> [EXERCISE PROMPT]:
Please retype, unchanged, each line from the top of the material below through the line where "use std::collections::BTreeMap;" appears.

> [RECORDS FOR THE TASK]:
^^^^^^^^

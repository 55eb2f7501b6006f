// ABOUTME: API handler modules for the Aether HTTP server.
// ABOUTME: Agents (roster, history, messages) and work items (list, detail).

pub mod agents;
pub mod work_items;
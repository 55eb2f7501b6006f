// ABOUTME: Tool declarations and the parameter schema subset understood by the model service.
// ABOUTME: Types serialize as STRING/NUMBER/INTEGER/BOOLEAN/ARRAY/OBJECT with nested properties.

use std::collections::BTreeMap;

use serde::{Deserialize, Serialize};

#[derive(Debug, Clone, Copy, PartialEq, Eq, Serialize, Deserialize)]
#[serde(rename_all = "UPPERCASE")]
pub enum SchemaType {
    String,
    Number,
    Integer,
    Boolean,
    Array,
    Object,
}

/// A parameter schema. Built with the constructors and chained setters below.
#[derive(Debug, Clone, PartialEq, Serialize, Deserialize)]
pub struct Schema {
    #[serde(rename = "type")]
    pub schema_type: SchemaType,
    #[serde(default, skip_serializing_if = "Option::is_none")]
    pub description: Option<String>,
    #[serde(default, skip_serializing_if = "Option::is_none")]
    pub items: Option<Box<Schema>>,
    #[serde(default, skip_serializing_if = "BTreeMap::is_empty")]
    pub properties: BTreeMap<String, Schema>,
    #[serde(default, skip_serializing_if = "Vec::is_empty")]
    pub required: Vec<String>,
    #[serde(rename = "enum", default, skip_serializing_if = "Vec::is_empty")]
    pub enum_values: Vec<String>,
}

impl Schema {
    fn of(schema_type: SchemaType) -> Self {
        Self {
            schema_type,
            description: None,
            items: None,
            properties: BTreeMap::new(),
            required: Vec::new(),
            enum_values: Vec::new(),
        }
    }

    pub fn object() -> Self {
        Self::of(SchemaType::Object)
    }

    pub fn string(description: &str) -> Self {
        Self::of(SchemaType::String).describe(description)
    }

    pub fn number(description: &str) -> Self {
        Self::of(SchemaType::Number).describe(description)
    }

    pub fn integer(description: &str) -> Self {
        Self::of(SchemaType::Integer).describe(description)
    }

    pub fn boolean(description: &str) -> Self {
        Self::of(SchemaType::Boolean).describe(description)
    }

    pub fn array(items: Schema, description: &str) -> Self {
        let mut schema = Self::of(SchemaType::Array).describe(description);
        schema.items = Some(Box::new(items));
        schema
    }

    pub fn describe(mut self, description: &str) -> Self {
        self.description = Some(description.to_string());
        self
    }

    /// Restrict a string schema to a fixed set of values.
    pub fn one_of(mut self, values: Vec<String>) -> Self {
        self.enum_values = values;
        self
    }

    /// Add a required property to an object schema.
    pub fn required_property(mut self, name: &str, schema: Schema) -> Self {
        self.properties.insert(name.to_string(), schema);
        self.required.push(name.to_string());
        self
    }

    /// Add an optional property to an object schema.
    pub fn optional_property(mut self, name: &str, schema: Schema) -> Self {
        self.properties.insert(name.to_string(), schema);
        self
    }
}

/// The static description of a tool as sent to the model.
#[derive(Debug, Clone, PartialEq, Serialize, Deserialize)]
pub struct ToolDeclaration {
    pub name: String,
    pub description: String,
    pub parameters: Schema,
}

impl ToolDeclaration {
    pub fn new(name: &str, description: &str, parameters: Schema) -> Self {
        Self {
            name: name.to_string(),
            description: description.to_string(),
            parameters,
        }
    }
}
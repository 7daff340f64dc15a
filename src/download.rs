use std::sync::OnceLock;

use log::{info, warn};
use wasm_bindgen::prelude::*;
use wasm_bindgen::JsCast;
use web_sys::{Document, HtmlAnchorElement, HtmlElement};

use crate::data_url::DataUrl;
use crate::error::{js_error_text, ExportError};

const DEFAULT_FILENAME: &str = "report.png";

static EXPORT_FILENAME: OnceLock<String> = OnceLock::new();

/// Overrides the filename suggested for downloads. First call wins.
#[wasm_bindgen]
pub fn set_export_filename(name: String) {
    if name.trim().is_empty() {
        warn!("ignoring empty export filename");
        return;
    }
    if EXPORT_FILENAME.set(name).is_err() {
        warn!("export filename is already set; keeping the first value");
    }
}

pub fn export_filename() -> String {
    EXPORT_FILENAME
        .get()
        .cloned()
        .unwrap_or_else(|| DEFAULT_FILENAME.to_string())
}

/// 다운로드 전용 임시 앵커. 값이 스코프를 벗어나면 문서 트리에서 제거된다.
pub struct AnchorGuard {
    body: HtmlElement,
    anchor: HtmlAnchorElement,
}

impl AnchorGuard {
    /// Creates an anchor pointing at `image` and attaches it to the body.
    pub fn attach(
        document: &Document,
        image: &DataUrl,
        filename: &str,
    ) -> Result<Self, ExportError> {
        let body = document
            .body()
            .ok_or_else(|| ExportError::Dom("document has no body".into()))?;

        let anchor: HtmlAnchorElement = document
            .create_element("a")
            .map_err(|e| ExportError::Dom(js_error_text(&e)))?
            .dyn_into()
            .map_err(|_| ExportError::Dom("created element is not an anchor".into()))?;
        anchor.set_href(image.as_str());
        anchor.set_download(filename);

        // 일부 브라우저는 download 속성이 동작하려면 앵커가 트리에 붙어 있어야 한다
        body.append_child(&anchor)
            .map_err(|e| ExportError::Dom(js_error_text(&e)))?;

        Ok(Self { body, anchor })
    }

    /// Synthesizes the click that starts the download.
    pub fn click(&self) {
        self.anchor.click();
    }
}

impl Drop for AnchorGuard {
    fn drop(&mut self) {
        let _ = self.body.remove_child(&self.anchor);
    }
}

/// Offers `image` to the browser as a file download named `filename`.
///
/// Fire-and-forget: 브라우저가 저장 여부를 알려주지 않는다.
pub fn download_image(
    document: &Document,
    image: &DataUrl,
    filename: &str,
) -> Result<(), ExportError> {
    let guard = AnchorGuard::attach(document, image, filename)?;
    guard.click();
    info!("offered download '{filename}' ({})", image.mime());
    Ok(())
}

#[cfg(test)]
mod tests {
    use super::*;

    // OnceLock은 프로세스 전역이라 한 테스트 안에서만 검증한다
    #[test]
    fn filename_defaults_then_locks_to_first_override() {
        assert_eq!(export_filename(), "report.png");

        set_export_filename(String::new());
        assert_eq!(export_filename(), "report.png");

        set_export_filename("floor-plan.png".to_string());
        assert_eq!(export_filename(), "floor-plan.png");

        set_export_filename("ignored.png".to_string());
        assert_eq!(export_filename(), "floor-plan.png");
    }
}
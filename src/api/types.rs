// GraphQL-over-HTTP request types

use serde::Serialize;

/// A validated GraphQL request envelope
///
/// Produced by the request decoder; `query` is always a non-empty string.
/// `variables` is passed through untouched, the execution engine reports
/// any shape problems inside its own result.
#[derive(Debug, Clone, PartialEq, Serialize)]
#[serde(rename_all = "camelCase")]
pub struct GraphQLRequestBody {
    /// The GraphQL source text
    pub query: String,

    #[serde(skip_serializing_if = "Option::is_none")]
    pub variables: Option<serde_json::Value>,

    /// Selects one operation when the document defines several
    #[serde(skip_serializing_if = "Option::is_none")]
    pub operation_name: Option<String>,
}

impl GraphQLRequestBody {
    pub fn new(query: impl Into<String>) -> Self {
        Self {
            query: query.into(),
            variables: None,
            operation_name: None,
        }
    }

    pub fn with_variables(mut self, variables: serde_json::Value) -> Self {
        self.variables = Some(variables);
        self
    }

    pub fn with_operation_name(mut self, operation_name: impl Into<String>) -> Self {
        self.operation_name = Some(operation_name.into());
        self
    }
}
// Gateway configuration
// Defaults, then an optional config file, then GATEWAY__* environment variables

use std::path::Path;
use std::time::Duration;

use anyhow::{bail, Context};
use config::{Config, Environment, File};
use serde::{Deserialize, Serialize};

/// Listen address for the HTTP server
#[derive(Debug, Clone, PartialEq, Serialize, Deserialize)]
#[serde(default, deny_unknown_fields)]
pub struct ServerConfig {
    pub host: String,
    pub port: u16,
}

impl Default for ServerConfig {
    fn default() -> Self {
        Self {
            host: "localhost".to_string(),
            port: 3000,
        }
    }
}

/// Headers returned on a CORS preflight
#[derive(Debug, Clone, PartialEq, Serialize, Deserialize)]
#[serde(default, deny_unknown_fields)]
pub struct CorsConfig {
    pub allow_origin: String,
    pub allow_methods: String,
    pub allow_headers: String,
    pub max_age_secs: u64,
}

impl Default for CorsConfig {
    fn default() -> Self {
        Self {
            allow_origin: "*".to_string(),
            allow_methods: "*".to_string(),
            allow_headers: "*".to_string(),
            max_age_secs: 600,
        }
    }
}

/// Gateway configuration
#[derive(Debug, Clone, PartialEq, Serialize, Deserialize)]
#[serde(default, deny_unknown_fields)]
pub struct GatewayConfig {
    pub server: ServerConfig,
    /// The one path that serves GraphQL; everything else is 404
    pub endpoint_path: String,
    pub max_body_bytes: usize,
    /// Deadline covering body read and execution. No deadline when unset.
    pub request_timeout_secs: Option<u64>,
    pub cors: CorsConfig,
}

impl Default for GatewayConfig {
    fn default() -> Self {
        Self {
            server: ServerConfig::default(),
            endpoint_path: "/graphql".to_string(),
            max_body_bytes: 1024 * 1024,
            request_timeout_secs: None,
            cors: CorsConfig::default(),
        }
    }
}

impl GatewayConfig {
    /// Environment variable prefix, e.g. `GATEWAY__SERVER__PORT=4000`
    pub const ENV_PREFIX: &'static str = "GATEWAY";

    /// Load configuration layered over the defaults.
    ///
    /// With no explicit path, `gateway.toml` in the working directory is read
    /// if it exists.
    pub fn load(path: Option<&Path>) -> anyhow::Result<Self> {
        let defaults = Config::try_from(&GatewayConfig::default())
            .context("failed to serialize default configuration")?;

        let file = match path {
            Some(path) => File::from(path).required(true),
            None => File::with_name("gateway").required(false),
        };

        let loaded: GatewayConfig = Config::builder()
            .add_source(defaults)
            .add_source(file)
            .add_source(
                Environment::with_prefix(Self::ENV_PREFIX)
                    .prefix_separator("__")
                    .separator("__")
                    .try_parsing(true),
            )
            .build()
            .context("failed to load configuration")?
            .try_deserialize()
            .context("invalid configuration")?;

        loaded.validate()?;
        Ok(loaded)
    }

    pub fn validate(&self) -> anyhow::Result<()> {
        if !self.endpoint_path.starts_with('/') {
            bail!(
                "endpoint_path must start with '/', got {:?}",
                self.endpoint_path
            );
        }
        if self.endpoint_path.contains(&[':', '*'][..]) {
            bail!(
                "endpoint_path must be a literal path without ':' or '*', got {:?}",
                self.endpoint_path
            );
        }
        if self.max_body_bytes == 0 {
            bail!("max_body_bytes must be greater than zero");
        }
        Ok(())
    }

    pub fn request_timeout(&self) -> Option<Duration> {
        self.request_timeout_secs.map(Duration::from_secs)
    }

    /// Base URL of the GraphQL endpoint, for logging
    pub fn endpoint_url(&self) -> String {
        format!(
            "http://{}:{}{}",
            self.server.host, self.server.port, self.endpoint_path
        )
    }
}
// Executor adapter
// Runs a decoded request against the GraphQL engine and returns its JSON result

use async_graphql::{ObjectType, Request, Schema, SubscriptionType, Variables};
use async_trait::async_trait;
use serde_json::Value;

use crate::api::types::GraphQLRequestBody;
use crate::{GatewayError, Result};

/// Something that can execute a GraphQL request
///
/// Implementations must not turn GraphQL-level errors (unknown fields,
/// resolver failures, bad variables) into `Err`. Those belong inside the
/// returned result, which the gateway answers with 200. `Err` is reserved
/// for failures of the executor itself.
#[async_trait]
pub trait QueryExecutor: Send + Sync {
    async fn execute(&self, request: GraphQLRequestBody) -> Result<Value>;
}

#[async_trait]
impl<Query, Mutation, Subscription> QueryExecutor for Schema<Query, Mutation, Subscription>
where
    Query: ObjectType + 'static,
    Mutation: ObjectType + 'static,
    Subscription: SubscriptionType + 'static,
{
    async fn execute(&self, request: GraphQLRequestBody) -> Result<Value> {
        let mut gql_request = Request::new(request.query);
        if let Some(variables) = request.variables {
            gql_request = gql_request.variables(Variables::from_json(variables));
        }
        if let Some(operation_name) = request.operation_name {
            gql_request = gql_request.operation_name(operation_name);
        }

        let response = Schema::execute(self, gql_request).await;
        serde_json::to_value(&response).map_err(|e| GatewayError::Internal(e.into()))
    }
}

^^^^^^^^

> [ANSWER SPACE]:
repository 55eb2f7501b6006f
// ABOUTME: API handler modules for the Aether HTTP server.
// ABOUTME: Agents (roster, history, messages) and work items (list, detail).

pub mod agents;
pub mod work_items;
repository 55eb2f7501b6006f
// ABOUTME: Tool declarations and the parameter schema subset understood by the model service.
// ABOUTME: Types serialize as STRING/NUMBER/INTEGER/BOOLEAN/ARRAY/OBJECT with nested properties.

use std::collections::BTreeMap;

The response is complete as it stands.